There has not been an Earth-observing satellite dedicated to tracking carbon dioxide since the Japanese launched one in 2009.

"It's really the fate of carbon dioxide once it's in the atmosphere that we're trying to really put our finger on," project scientist Michael Gunson of the NASA Jet Propulsion Laboratory said during a recent pre-launch news conference.

Since the industrial age, the concentration of carbon dioxide in the air has increased dramatically. Some 40 billion tons of the greenhouse gas are pumped out yearly from the burning of fossil fuels.

About half ends up trapped in Earth's atmosphere while a quarter is absorbed into the ocean. Another quarter is sucked up by trees and plants.

After the 2009 failure, a team of experts appointed by NASA traced the problem to a piece of rocket hardware — the nose cone protecting the satellite — that did not separate as planned. The extra weight prevented Orbital Sciences Corp.'s Taurus XL rocket from reaching orbit.

Two years later, it happened again. Despite a design change, NASA's Glory satellite was lost aboard another Taurus XL rocket. The mission was supposed to study solar radiation and airborne particles that reflect and trap sunlight.

The back-to-back fiascos led NASA to choose the Delta 2 rocket made by United Launch Alliance, a joint venture of Lockheed Martin and Boeing Co. The Delta 2 had faced an uncertain future after its main client, the U.S. Air Force, switched to the more powerful Delta 4.

The new mission costs almost twice as much as the original, mainly because it will ride on a more expensive rocket. Engineers also had to swap out obsolete parts, adding to the mission price tag.

After a six- or seven-week shakedown, the satellite's lone instrument, a high-resolution spectrometer, will begin its mission of scanning the Earth. Once in polar orbit 438 miles high, the satellite will circle Earth every 100 minutes.
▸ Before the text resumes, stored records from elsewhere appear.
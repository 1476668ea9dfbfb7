//! Health check handlers

use axum::Json;
use serde::Serialize;

/// Public health check response
///
/// Simple status indicator for load balancers and health monitoring.
#[derive(Debug, Serialize)]
pub struct HealthCheckResponse {
    /// Status indicator (always "ok")
    pub status: String,
}

/// API banner returned by `GET /api`
#[derive(Debug, Serialize)]
pub struct ApiInfoResponse {
    pub message: String,
    pub version: String,
}

/// GET /api/health
///
/// # Example
/// ```bash
/// curl http://localhost:5000/api/health
/// # Returns: {"status":"ok"}
/// ```
pub async fn health_check() -> Json<HealthCheckResponse> {
    tracing::debug!("Health check requested - system operational");
    Json(HealthCheckResponse {
        status: "ok".to_string(),
    })
}

/// GET /api
pub async fn api_info() -> Json<ApiInfoResponse> {
    Json(ApiInfoResponse {
        message: "Bambou Glow Up API is running!".to_string(),
        version: env!("CARGO_PKG_VERSION").to_string(),
    })
}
It will measure carbon dioxide levels by looking at the intensity of sunlight reflected from the presence of CO2 in a column of air.

NASA hopes to begin making the data available for free to anyone beginning early next year.

The satellite will join a constellation of 17 other NASA spacecraft that stare down at the planet.

Project manager Ralph Basilio said the team was heartbroken over the 2009 mishap and looked forward to a second chance.

"We're excited about this opportunity — this opportunity to finally be able to complete some unfinished business," he said during a pre-launch briefing.